Description of the task:
In the records below, the line with "this creature trades." opens the range and the line with "let count = self.stats.int(keys::TRADE)?;" closes it; print that range exactly and nothing else.

Records for this task:

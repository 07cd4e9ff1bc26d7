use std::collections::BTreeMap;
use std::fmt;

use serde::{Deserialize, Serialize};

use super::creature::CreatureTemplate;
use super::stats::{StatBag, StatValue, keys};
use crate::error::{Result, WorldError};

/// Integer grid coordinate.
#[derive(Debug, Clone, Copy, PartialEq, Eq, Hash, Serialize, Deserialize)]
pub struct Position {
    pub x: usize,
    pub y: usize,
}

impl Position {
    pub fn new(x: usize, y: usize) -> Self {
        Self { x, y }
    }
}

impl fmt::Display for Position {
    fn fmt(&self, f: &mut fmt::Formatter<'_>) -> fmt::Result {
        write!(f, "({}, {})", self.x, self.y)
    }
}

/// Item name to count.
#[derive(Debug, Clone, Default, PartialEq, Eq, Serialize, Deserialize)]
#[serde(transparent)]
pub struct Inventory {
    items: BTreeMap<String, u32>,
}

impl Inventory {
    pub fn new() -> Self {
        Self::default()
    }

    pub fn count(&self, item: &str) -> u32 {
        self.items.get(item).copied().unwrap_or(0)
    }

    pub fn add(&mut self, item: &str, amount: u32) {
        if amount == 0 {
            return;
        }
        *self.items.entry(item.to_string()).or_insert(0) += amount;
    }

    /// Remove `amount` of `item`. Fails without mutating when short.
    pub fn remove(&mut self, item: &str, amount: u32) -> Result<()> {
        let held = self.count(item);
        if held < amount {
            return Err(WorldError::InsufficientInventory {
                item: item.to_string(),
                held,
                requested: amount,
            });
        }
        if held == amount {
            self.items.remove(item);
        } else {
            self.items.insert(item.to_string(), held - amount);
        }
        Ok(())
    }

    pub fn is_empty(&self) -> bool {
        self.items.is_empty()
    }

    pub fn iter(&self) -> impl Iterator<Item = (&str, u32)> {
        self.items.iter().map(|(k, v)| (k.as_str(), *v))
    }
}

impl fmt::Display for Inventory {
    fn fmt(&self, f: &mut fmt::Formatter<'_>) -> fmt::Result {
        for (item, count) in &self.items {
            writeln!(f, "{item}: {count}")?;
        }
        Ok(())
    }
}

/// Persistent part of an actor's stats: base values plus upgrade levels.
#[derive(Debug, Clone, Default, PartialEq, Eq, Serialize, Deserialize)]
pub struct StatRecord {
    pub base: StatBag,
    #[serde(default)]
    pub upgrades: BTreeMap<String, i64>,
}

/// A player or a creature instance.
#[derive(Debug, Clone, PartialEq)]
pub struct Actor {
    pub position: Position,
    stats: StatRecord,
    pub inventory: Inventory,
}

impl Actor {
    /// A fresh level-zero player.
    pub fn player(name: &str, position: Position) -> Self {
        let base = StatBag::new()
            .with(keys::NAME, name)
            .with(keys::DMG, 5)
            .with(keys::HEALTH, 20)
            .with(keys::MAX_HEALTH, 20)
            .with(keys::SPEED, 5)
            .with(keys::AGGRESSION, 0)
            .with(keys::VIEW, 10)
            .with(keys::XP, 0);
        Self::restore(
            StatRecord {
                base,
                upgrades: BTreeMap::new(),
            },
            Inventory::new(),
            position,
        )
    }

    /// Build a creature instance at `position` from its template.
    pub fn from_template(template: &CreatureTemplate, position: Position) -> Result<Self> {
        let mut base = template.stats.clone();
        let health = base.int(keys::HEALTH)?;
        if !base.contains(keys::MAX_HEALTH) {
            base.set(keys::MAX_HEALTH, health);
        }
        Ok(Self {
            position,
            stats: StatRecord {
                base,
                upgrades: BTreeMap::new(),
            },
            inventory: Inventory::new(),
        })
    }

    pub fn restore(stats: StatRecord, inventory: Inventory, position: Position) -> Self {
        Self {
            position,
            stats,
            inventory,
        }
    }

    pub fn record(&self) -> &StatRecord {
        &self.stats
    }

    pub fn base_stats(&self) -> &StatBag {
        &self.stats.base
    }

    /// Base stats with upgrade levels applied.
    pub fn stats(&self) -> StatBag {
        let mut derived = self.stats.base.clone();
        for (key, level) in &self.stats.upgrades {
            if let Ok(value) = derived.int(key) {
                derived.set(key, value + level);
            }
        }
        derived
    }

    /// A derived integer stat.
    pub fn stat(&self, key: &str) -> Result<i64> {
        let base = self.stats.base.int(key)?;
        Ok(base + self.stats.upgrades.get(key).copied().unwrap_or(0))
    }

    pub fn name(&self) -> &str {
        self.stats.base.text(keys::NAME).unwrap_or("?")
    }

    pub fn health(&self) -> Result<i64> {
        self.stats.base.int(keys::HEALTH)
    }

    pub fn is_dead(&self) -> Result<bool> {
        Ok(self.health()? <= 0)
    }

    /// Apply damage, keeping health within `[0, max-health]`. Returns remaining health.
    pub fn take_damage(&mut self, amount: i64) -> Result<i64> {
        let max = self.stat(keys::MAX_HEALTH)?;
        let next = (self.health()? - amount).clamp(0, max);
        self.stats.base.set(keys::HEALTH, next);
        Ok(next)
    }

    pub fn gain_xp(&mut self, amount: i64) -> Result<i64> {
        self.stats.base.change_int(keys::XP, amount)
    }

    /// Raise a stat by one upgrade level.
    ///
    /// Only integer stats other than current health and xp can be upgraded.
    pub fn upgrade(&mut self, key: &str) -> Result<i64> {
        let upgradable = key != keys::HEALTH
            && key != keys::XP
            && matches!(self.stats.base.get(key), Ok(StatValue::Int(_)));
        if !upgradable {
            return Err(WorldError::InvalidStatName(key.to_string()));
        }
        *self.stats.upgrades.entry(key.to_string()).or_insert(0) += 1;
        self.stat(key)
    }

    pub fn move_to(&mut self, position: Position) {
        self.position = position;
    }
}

--

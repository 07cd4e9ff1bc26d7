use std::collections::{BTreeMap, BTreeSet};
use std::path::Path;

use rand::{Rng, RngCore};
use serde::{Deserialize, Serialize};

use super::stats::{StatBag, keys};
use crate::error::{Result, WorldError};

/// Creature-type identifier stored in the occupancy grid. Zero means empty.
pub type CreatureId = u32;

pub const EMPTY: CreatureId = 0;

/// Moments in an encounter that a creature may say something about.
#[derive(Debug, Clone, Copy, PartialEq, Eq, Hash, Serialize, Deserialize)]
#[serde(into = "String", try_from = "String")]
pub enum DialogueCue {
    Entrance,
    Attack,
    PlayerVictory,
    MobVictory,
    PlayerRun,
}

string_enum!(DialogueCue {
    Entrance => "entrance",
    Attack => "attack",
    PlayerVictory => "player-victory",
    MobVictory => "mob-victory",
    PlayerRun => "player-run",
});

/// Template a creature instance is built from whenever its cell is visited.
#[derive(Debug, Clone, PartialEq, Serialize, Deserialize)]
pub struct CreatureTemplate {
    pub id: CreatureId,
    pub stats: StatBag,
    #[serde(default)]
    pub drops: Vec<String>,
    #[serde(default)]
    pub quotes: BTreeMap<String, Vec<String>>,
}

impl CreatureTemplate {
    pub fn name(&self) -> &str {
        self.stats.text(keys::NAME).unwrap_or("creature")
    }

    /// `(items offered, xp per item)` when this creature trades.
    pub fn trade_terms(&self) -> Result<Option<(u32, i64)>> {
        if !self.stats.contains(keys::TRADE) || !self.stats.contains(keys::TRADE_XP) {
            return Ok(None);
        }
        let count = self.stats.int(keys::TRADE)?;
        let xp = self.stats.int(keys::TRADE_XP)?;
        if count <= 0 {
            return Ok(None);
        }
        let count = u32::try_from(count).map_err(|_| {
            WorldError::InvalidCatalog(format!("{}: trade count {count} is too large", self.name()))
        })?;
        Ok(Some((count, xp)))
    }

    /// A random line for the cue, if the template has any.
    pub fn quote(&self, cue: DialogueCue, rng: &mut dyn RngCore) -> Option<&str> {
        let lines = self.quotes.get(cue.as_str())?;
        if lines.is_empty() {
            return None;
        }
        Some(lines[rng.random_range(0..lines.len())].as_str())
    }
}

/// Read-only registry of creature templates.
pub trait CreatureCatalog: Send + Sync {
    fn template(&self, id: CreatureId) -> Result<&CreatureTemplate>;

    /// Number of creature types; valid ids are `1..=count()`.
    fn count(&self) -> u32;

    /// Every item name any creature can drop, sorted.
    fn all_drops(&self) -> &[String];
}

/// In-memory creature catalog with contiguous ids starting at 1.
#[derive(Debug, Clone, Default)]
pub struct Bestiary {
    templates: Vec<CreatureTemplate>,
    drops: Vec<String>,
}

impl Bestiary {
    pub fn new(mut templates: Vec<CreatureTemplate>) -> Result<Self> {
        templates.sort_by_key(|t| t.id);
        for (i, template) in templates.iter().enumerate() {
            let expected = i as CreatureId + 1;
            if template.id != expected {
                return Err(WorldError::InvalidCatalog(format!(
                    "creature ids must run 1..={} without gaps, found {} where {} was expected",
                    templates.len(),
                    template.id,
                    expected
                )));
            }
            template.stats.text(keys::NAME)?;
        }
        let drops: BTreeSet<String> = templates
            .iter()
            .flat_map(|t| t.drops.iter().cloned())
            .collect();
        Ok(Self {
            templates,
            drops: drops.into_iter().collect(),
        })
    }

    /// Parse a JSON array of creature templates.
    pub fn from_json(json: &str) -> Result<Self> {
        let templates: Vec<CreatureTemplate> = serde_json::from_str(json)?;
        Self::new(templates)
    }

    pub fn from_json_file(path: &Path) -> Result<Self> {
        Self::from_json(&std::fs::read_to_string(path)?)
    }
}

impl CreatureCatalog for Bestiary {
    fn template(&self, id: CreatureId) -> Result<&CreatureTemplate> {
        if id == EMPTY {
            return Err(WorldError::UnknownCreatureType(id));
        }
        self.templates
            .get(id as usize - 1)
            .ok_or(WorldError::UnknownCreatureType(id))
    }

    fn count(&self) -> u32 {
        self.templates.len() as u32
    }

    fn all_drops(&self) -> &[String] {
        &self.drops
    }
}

Your response:
    /// `(items offered, xp per item)` when this creature trades.
    pub fn trade_terms(&self) -> Result<Option<(u32, i64)>> {
        if !self.stats.contains(keys::TRADE) || !self.stats.contains(keys::TRADE_XP) {
            return Ok(None);
        }
        let count = self.stats.int(keys::TRADE)?;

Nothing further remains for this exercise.